Ergonomics is employed to fulfil the two goals of health and productivity. It is relevant in the design of such things as safe furniture and easy-to-use interfaces to machines and equipment. Proper ergonomic design is necessary to prevent repetitive strain injuries, which can develop over time and can lead to long-term disability. Ergonomics is concerned with the ‘fit’ between computers and their technological robots and environments.

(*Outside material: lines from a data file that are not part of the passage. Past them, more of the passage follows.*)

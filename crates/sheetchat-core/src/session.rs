//! Login validation and session identity.

use thiserror::Error;

use crate::models::Handle;

/// Rejected login input.
#[derive(Debug, Error, PartialEq, Eq)]
pub enum ValidationError {
    #[error("display name must not be empty")]
    EmptyName,
    #[error("phone number must be exactly 10 digits, got {0:?}")]
    InvalidHandle(String),
}

/// Identity of a logged-in participant.
///
/// Built once at login and handed by value to the components that need
/// it; nothing mutates it afterwards.
#[derive(Debug, Clone, PartialEq, Eq)]
pub struct SessionContext {
    /// Display name entered at login.
    pub name: String,
    /// Validated handle entered at login.
    pub handle: Handle,
}

/// Validate login input and build the session identity.
///
/// The name is trimmed and must be non-empty; the number must parse as a
/// [`Handle`] after trimming.
pub fn login(name: &str, number: &str) -> Result<SessionContext, ValidationError> {
    let name = name.trim();
    if name.is_empty() {
        return Err(ValidationError::EmptyName);
    }
    let handle =
        Handle::parse(number).ok_or_else(|| ValidationError::InvalidHandle(number.to_string()))?;
    Ok(SessionContext {
        name: name.to_string(),
        handle,
    })
}

/// Process-local login state.
#[derive(Default)]
pub struct Session {
    current: Option<SessionContext>,
}

impl Session {
    pub fn new() -> Self {
        Self::default()
    }

    pub fn login(&mut self, ctx: SessionContext) {
        self.current = Some(ctx);
    }

    pub fn logout(&mut self) {
        self.current = None;
    }

    pub fn is_logged_in(&self) -> bool {
        self.current.is_some()
    }

    pub fn current(&self) -> Option<&SessionContext> {
        self.current.as_ref()
    }

    pub fn current_handle(&self) -> Option<&Handle> {
        self.current.as_ref().map(|ctx| &ctx.handle)
    }

    pub fn current_name(&self) -> Option<&str> {
        self.current.as_ref().map(|ctx| ctx.name.as_str())
    }
}

#[cfg(test)]
mod tests {
    use super::*;

    #[test]
    fn accepts_a_name_and_ten_digits() {
        let ctx = login("Alice", "1234567890").unwrap();
        assert_eq!(ctx.name, "Alice");
        assert_eq!(ctx.handle.as_str(), "1234567890");
    }

    #[test]
    fn trims_both_fields() {
        let ctx = login("  Alice  ", " 1234567890 ").unwrap();
        assert_eq!(ctx.name, "Alice");
        assert_eq!(ctx.handle.as_str(), "1234567890");
    }

    #[test]
    fn rejects_an_empty_name() {
        assert_eq!(login("", "1234567890").unwrap_err(), ValidationError::EmptyName);
        assert_eq!(login("   ", "1234567890").unwrap_err(), ValidationError::EmptyName);
    }

    #[test]
    fn rejects_malformed_numbers() {
        assert_eq!(
            login("Bob", "12345").unwrap_err(),
            ValidationError::InvalidHandle("12345".to_string())
        );
        assert_eq!(
            login("Bob", "123456789a").unwrap_err(),
            ValidationError::InvalidHandle("123456789a".to_string())
        );
    }

    #[test]
    fn session_tracks_login_state() {
        let mut session = Session::new();
        assert!(!session.is_logged_in());
        assert!(session.current_handle().is_none());

        session.login(login("Alice", "1234567890").unwrap());
        assert!(session.is_logged_in());
        assert_eq!(session.current_name(), Some("Alice"));
        assert_eq!(
            session.current_handle().map(Handle::as_str),
            Some("1234567890")
        );

        session.logout();
        assert!(!session.is_logged_in());
        assert!(session.current().is_none());
    }
}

             Practitioners of ergonomics, contribute to the planning, design and evaluation of tasks, jobs, products, organizations, environments and systems in order to make them compatible with the needs, abilities and limitations of people. 

User Experience in HCI

User experience (abbreviated as UX) is how a person feels when interfacing with a system, what he expect of your interface and system. The system could be a website, a web application or desktop software and, in modern contexts, is generally denoted by some form of human-computer interaction (HCI).

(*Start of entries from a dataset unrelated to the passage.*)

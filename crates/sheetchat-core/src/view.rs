//! Presentation-side cached state.
//!
//! A front-end owns one `LocalView`, feeds every [`SyncUpdate`] into it,
//! and renders from it. Reads never touch the store, so rendering stays
//! responsive while the worker is mid-fetch.

use crate::conversation;
use crate::directory;
use crate::models::{Handle, Message, Participant};
use crate::sync::{ChatSnapshot, SyncUpdate};

#[derive(Default)]
pub struct LocalView {
    snapshot: ChatSnapshot,
    /// Last transient warning; cleared by the next successful snapshot.
    warning: Option<String>,
    /// Whether any snapshot has arrived yet.
    synced: bool,
}

impl LocalView {
    pub fn new() -> Self {
        Self::default()
    }

    pub fn apply(&mut self, update: SyncUpdate) {
        match update {
            SyncUpdate::Snapshot(snapshot) => {
                self.snapshot = snapshot;
                self.warning = None;
                self.synced = true;
            }
            SyncUpdate::Warning(text) => {
                self.warning = Some(text);
            }
        }
    }

    pub fn directory(&self) -> &[Participant] {
        &self.snapshot.directory
    }

    /// Everyone except the given participant.
    pub fn peers(&self, own: &Handle) -> Vec<Participant> {
        directory::peers(&self.snapshot.directory, own)
    }

    /// The conversation with `peer`, oldest first.
    pub fn thread_with(&self, own: &Handle, peer: &Handle) -> Vec<Message> {
        conversation::thread(&self.snapshot.messages, own, peer)
    }

    pub fn warning(&self) -> Option<&str> {
        self.warning.as_deref()
    }

    pub fn has_synced(&self) -> bool {
        self.synced
    }
}

#[cfg(test)]
mod tests {
    use super::*;

    fn handle(digits: &str) -> Handle {
        Handle::parse(digits).unwrap()
    }

    fn snapshot() -> ChatSnapshot {
        ChatSnapshot {
            directory: vec![
                Participant {
                    name: "Alice".to_string(),
                    handle: handle("1111111111"),
                },
                Participant {
                    name: "Bob".to_string(),
                    handle: handle("2222222222"),
                },
            ],
            messages: vec![Message {
                timestamp: "2024-05-01 12:00:00".to_string(),
                sender: handle("1111111111"),
                receiver: handle("2222222222"),
                sender_name: "Alice".to_string(),
                body: "hi".to_string(),
            }],
        }
    }

    #[test]
    fn snapshot_replaces_state_and_clears_the_warning() {
        let mut view = LocalView::new();
        assert!(!view.has_synced());

        view.apply(SyncUpdate::Warning("store unavailable".to_string()));
        assert_eq!(view.warning(), Some("store unavailable"));
        assert!(!view.has_synced());

        view.apply(SyncUpdate::Snapshot(snapshot()));
        assert!(view.has_synced());
        assert!(view.warning().is_none());
        assert_eq!(view.directory().len(), 2);
    }

    #[test]
    fn warning_keeps_the_previous_snapshot() {
        let mut view = LocalView::new();
        view.apply(SyncUpdate::Snapshot(snapshot()));
        view.apply(SyncUpdate::Warning("store unavailable".to_string()));

        assert_eq!(view.warning(), Some("store unavailable"));
        assert_eq!(view.directory().len(), 2);
        assert_eq!(
            view.thread_with(&handle("1111111111"), &handle("2222222222"))
                .len(),
            1
        );
    }

    #[test]
    fn peers_and_thread_read_from_the_snapshot() {
        let mut view = LocalView::new();
        view.apply(SyncUpdate::Snapshot(snapshot()));

        let alice = handle("1111111111");
        let bob = handle("2222222222");
        let peers = view.peers(&alice);
        assert_eq!(peers.len(), 1);
        assert_eq!(peers[0].name, "Bob");

        let thread = view.thread_with(&alice, &bob);
        assert_eq!(thread.len(), 1);
        assert_eq!(thread[0].body, "hi");
    }
}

User experience (UX) is about how a person feels about using a product, system or service. User experience highlights the experiential, affective, meaningful and valuable aspects of human-computer interaction and product ownership, but it also includes a person’s perceptions of the practical aspects such as utility, ease of use and efficiency of the system. User experience is subjective in nature, because it is about an individual’s feelings and thoughts about the system. User experience is dynamic, because it changes over time as the circumstances change.

·         all the aspects of how people use an interactive product: the way it feels in their hands, how well they understand how it works, how they feel about it while they’re using it, how well it serves their purposes, and how well it fits into the entire context in which they are using it.

·         User Experience (abbreviated: UX) is the quality of experience a person has when interacting with a specific design.

·         The user experience is the totality of end-users’ perceptions as they interact with a product or service. These perceptions include effectiveness (how good is the result?), efficiency (how fast or cheap is it?), emotional satisfaction (how good does it feel?), and the quality of the relationship with the entity that created the product or service (what expectations does it create for subsequent interactions?

 User Experience: Focuses on creating systems that are satisfying, enjoyable, entertaining, helpful, motivating, aesthetically pleasing, creativity supportive, rewarding, fun and emotionally fulfilling.

Low fidelity Prototype and High fidelity Prototype.

Fidelity:

refers to the level of detail, accuracy or coverage of a prototype. It can relate to functionality but most people use the term in relation to visual appearance.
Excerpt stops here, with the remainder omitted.